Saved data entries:
★ ★ ★ ★ ★ ★ ★

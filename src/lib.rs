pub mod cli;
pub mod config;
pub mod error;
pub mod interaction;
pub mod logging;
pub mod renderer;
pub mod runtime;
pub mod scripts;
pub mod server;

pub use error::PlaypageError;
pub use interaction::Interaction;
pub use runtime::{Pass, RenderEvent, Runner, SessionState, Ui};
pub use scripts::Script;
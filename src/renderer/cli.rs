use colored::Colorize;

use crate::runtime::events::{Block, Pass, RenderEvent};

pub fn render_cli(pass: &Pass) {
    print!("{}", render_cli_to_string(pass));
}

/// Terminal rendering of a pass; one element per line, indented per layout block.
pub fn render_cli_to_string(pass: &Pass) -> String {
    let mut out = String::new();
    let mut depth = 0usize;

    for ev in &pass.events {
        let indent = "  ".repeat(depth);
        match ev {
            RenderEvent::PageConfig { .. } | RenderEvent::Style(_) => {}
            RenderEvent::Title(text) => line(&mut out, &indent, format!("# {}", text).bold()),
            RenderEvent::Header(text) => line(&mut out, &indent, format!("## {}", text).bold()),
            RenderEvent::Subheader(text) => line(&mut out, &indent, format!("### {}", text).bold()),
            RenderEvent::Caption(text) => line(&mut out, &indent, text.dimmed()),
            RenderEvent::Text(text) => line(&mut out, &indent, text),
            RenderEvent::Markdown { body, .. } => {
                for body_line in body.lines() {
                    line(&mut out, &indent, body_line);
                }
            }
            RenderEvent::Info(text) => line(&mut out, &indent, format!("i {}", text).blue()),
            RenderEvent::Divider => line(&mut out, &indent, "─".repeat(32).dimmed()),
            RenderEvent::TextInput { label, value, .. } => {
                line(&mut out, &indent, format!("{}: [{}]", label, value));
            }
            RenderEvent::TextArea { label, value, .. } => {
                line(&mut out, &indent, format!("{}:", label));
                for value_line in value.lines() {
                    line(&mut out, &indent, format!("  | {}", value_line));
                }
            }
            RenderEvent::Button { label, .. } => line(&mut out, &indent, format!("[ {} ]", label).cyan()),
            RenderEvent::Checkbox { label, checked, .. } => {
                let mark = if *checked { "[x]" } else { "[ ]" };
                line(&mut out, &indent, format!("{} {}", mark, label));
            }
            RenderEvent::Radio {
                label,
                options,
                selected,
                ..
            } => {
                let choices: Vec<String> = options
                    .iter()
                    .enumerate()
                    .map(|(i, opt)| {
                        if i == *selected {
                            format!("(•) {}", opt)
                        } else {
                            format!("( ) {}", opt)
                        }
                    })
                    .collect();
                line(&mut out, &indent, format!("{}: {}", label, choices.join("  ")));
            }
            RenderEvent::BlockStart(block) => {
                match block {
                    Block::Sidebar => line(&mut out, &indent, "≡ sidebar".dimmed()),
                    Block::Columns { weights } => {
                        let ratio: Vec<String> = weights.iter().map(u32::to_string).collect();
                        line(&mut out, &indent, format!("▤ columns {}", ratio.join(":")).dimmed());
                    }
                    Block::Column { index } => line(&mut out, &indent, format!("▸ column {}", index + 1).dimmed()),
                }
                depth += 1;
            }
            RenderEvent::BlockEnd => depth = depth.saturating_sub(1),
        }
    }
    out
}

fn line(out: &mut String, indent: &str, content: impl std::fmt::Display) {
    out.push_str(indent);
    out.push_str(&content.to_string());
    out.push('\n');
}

★ ★ ★ ★ ★ ★ ★

Every line above with the string "choices" in it needs to be copied.

                let choices: Vec<String> = options
                line(&mut out, &indent, format!("{}: {}", label, choices.join("  ")));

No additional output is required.